En juin 2001, il revient en France et entre chez Jean Paul Gaultier en tant qu’assistant designer. « J’ai beaucoup appris, notamment en ce qui concerne la préparation d’un défilé. Mais j’avais besoin de plus de liberté, d’autre chose que ce qu’offre le milieu strictement parisien. » Sokü l’ambitieux cherche à s’épanouir dans son travail et aspire à relever de nouveaux défis. Il a toujours entendu parler des valeurs canadiennes de libre entreprise. Et de la facilité d’en créer une dans ce pays. Alors il présente une demande de résidence permanente et l’obtient facilement, au bout d’un an. En mars 2003, il débarque à Montréal, mais n’entre pas en contact avec les autres designers du pays.

« Je ne suis pas du genre à courir les événements. Je veux montrer mon travail, pas juste me montrer dans les cocktails. » Se posant à contre-courant, Patrice Sokü affronte la dure réalité. « Le métier de designer est loin d’être simple en Amérique du Nord. En Europe, il existe une clientèle capable d’acheter des « morceaux », des vêtements chers et qui durent longtemps. Ici, on table davantage sur la quantité. La mentalité canadienne est celle de l’ultraconsommation. Mes créations ne s’y prêtent pas. »

Après quatre années à Montréal, Patrice recherche un environnement plus intime. Il pense alors à Québec, ville plus « régionale ». Pour ne pas dire provinciale. Mais, à Québec, la mode est un « trou noir ».

Fonceur, Sokü y ouvre néanmoins un atelier en 2006. « Osciller entre le démocratique et l’unique, sans jamais être snobinard », tel reste son leitmotiv. Il a la chance d’être financièrement autonome. C’est lui qui finance ses propres créations : « Mes décisions, je les assume seul, je n’ai pas besoin de demander à ma banque si je dois ou non réaliser tel ou tel projet. » Le jeune Congolais s’est toujours battu pour être libre. Il méprise la « victimisation » facile. Sa solution ? « Être constamment d’attaque pour se réaliser. »

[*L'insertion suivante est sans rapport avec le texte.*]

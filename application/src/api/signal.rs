//! Market signal definitions.

use common::Score;
use juniper::{GraphQLInputObject, GraphQLObject};
use service::domain::{self, geo};

use crate::{api::scalar, Context, Error};

use super::InputError;

/// Geographic point in WGS84 degrees.
#[derive(Clone, Copy, Debug, GraphQLInputObject)]
#[graphql(name = "CoordinateInput")]
pub struct CoordinateInput {
    /// Latitude in `-90.0..=90.0` range.
    pub lat: f64,

    /// Longitude in `-180.0..=180.0` range.
    pub lng: f64,
}

impl CoordinateInput {
    /// Converts this input into a [`geo::Coordinate`].
    ///
    /// # Errors
    ///
    /// With [`InputError::Coordinate`] if it's out of range.
    pub fn into_coordinate(self) -> Result<geo::Coordinate, Error> {
        geo::Coordinate::new(self.lat, self.lng)
            .ok_or_else(|| InputError::Coordinate.into())
    }
}

/// Converts the provided search radius in meters into a [`geo::Radius`].
///
/// # Errors
///
/// With [`InputError::Radius`] if it's not positive.
pub fn radius(meters: i32) -> Result<geo::Radius, Error> {
    u32::try_from(meters)
        .ok()
        .and_then(geo::Radius::new)
        .ok_or_else(|| InputError::Radius.into())
}

/// Saturating conversion of a count into a GraphQL `Int`.
pub(crate) fn int(count: impl TryInto<i32>) -> i32 {
    count.try_into().unwrap_or(i32::MAX)
}

/// Competition signal measured around a single point.
#[derive(Clone, Debug, GraphQLObject)]
#[graphql(context = Context)]
pub struct CompetitionSignal {
    /// Places found per searched keyword.
    pub by_keyword: Vec<KeywordCount>,

    /// Places found per always measured category.
    pub by_category: Vec<CategoryCount>,

    /// Sum of the per-keyword totals.
    pub total: i32,

    /// Competition score, the lower the more crowded.
    pub competition: Score,

    /// Rent index of the unit, the higher the pricier.
    pub rent_index: Score,

    /// Foot traffic heuristic of the region.
    pub foot_traffic: Score,

    /// Youth density heuristic of the region.
    pub youth: Score,

    /// Whether some of the searches failed, so the totals may be
    /// understated.
    pub degraded: bool,
}

impl From<domain::signal::CompetitionSignal> for CompetitionSignal {
    fn from(s: domain::signal::CompetitionSignal) -> Self {
        Self {
            by_keyword: s
                .by_keyword
                .into_iter()
                .map(|(keyword, total)| KeywordCount {
                    keyword: keyword.into(),
                    total: int(total),
                })
                .collect(),
            by_category: s
                .by_category
                .into_iter()
                .map(|(category, total)| CategoryCount::new(category, total))
                .collect(),
            total: int(s.total),
            competition: s.competition,
            rent_index: s.rent_index,
            foot_traffic: s.foot_traffic,
            youth: s.youth,
            degraded: s.degraded,
        }
    }
}

/// Number of places matching a keyword.
#[derive(Clone, Debug, GraphQLObject)]
#[graphql(context = Context)]
pub struct KeywordCount {
    /// Searched keyword.
    pub keyword: scalar::Keyword,

    /// Number of places found.
    pub total: i32,
}

/// Number of places of a category.
#[derive(Clone, Debug, GraphQLObject)]
#[graphql(context = Context)]
pub struct CategoryCount {
    /// Provider code of the category, like `CE7`.
    pub code: String,

    /// Human-readable label of the category, like `카페`.
    pub label: String,

    /// Number of places found.
    pub total: i32,
}

impl CategoryCount {
    /// Creates a new [`CategoryCount`] of the provided `category`.
    pub(crate) fn new(category: domain::place::Category, total: u32) -> Self {
        Self {
            code: category.code().to_owned(),
            label: category.label().to_owned(),
            total: int(total),
        }
    }
}

/// Distance-decayed density indices around a single point.
#[derive(Clone, Copy, Debug, GraphQLObject)]
#[graphql(context = Context)]
pub struct DensityIndex {
    /// Total number of cafes nearby.
    pub cafes: i32,

    /// Total number of restaurants nearby.
    pub restaurants: i32,

    /// Total number of convenience stores nearby.
    pub convenience_stores: i32,

    /// Competition index in `0.0..=1.0` range.
    pub competition: f64,

    /// Attractiveness index in `0.0..=1.0` range.
    pub attractiveness: f64,

    /// Whether some of the searches failed.
    pub degraded: bool,
}

impl From<domain::signal::DensityIndex> for DensityIndex {
    fn from(d: domain::signal::DensityIndex) -> Self {
        Self {
            cafes: int(d.cafes),
            restaurants: int(d.restaurants),
            convenience_stores: int(d.convenience_stores),
            competition: d.competition,
            attractiveness: d.attractiveness,
            degraded: d.degraded,
        }
    }
}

Au Québec, il n’a jamais vraiment connu de problèmes d’intégration. Bien sûr, le fait de travailler à son compte l’y a aidé. « Oui, ici comme ailleurs, il y a des gens méfiants, mais j’en fais abstraction. On peut essayer de me mettre des bâtons dans les roues, mais quand j’estime que j’ai le talent pour faire quelque chose, il est très difficile de m’arrêter. »

Ses origines, il ne les renie pas. Comme la plupart des immigrés attachés à leurs racines, il aimerait retourner au Congo. Mais il ne cache pas que la crainte d’être déçu le paralyse un peu. « Vu d’ici, on a l’impression que rien n’avance, ça fait mal. Mais l’envie de bâtir quelque chose là-bas est présente. »

Sans trop se prononcer sur un éventuel retour au pays, Patrice préfère se concentrer sur le présent : « Mon plus grand défi était de venir au Canada, de m’établir à Québec, de continuer à travailler dans mon domaine tout en étant mon propre patron et, enfin, de fonder une famille. »

Ce dernier défi, Patrice Sokü l’a, comme les autres, relevé : il est aujourd’hui papa de deux jumeaux, Elliot et Mathias.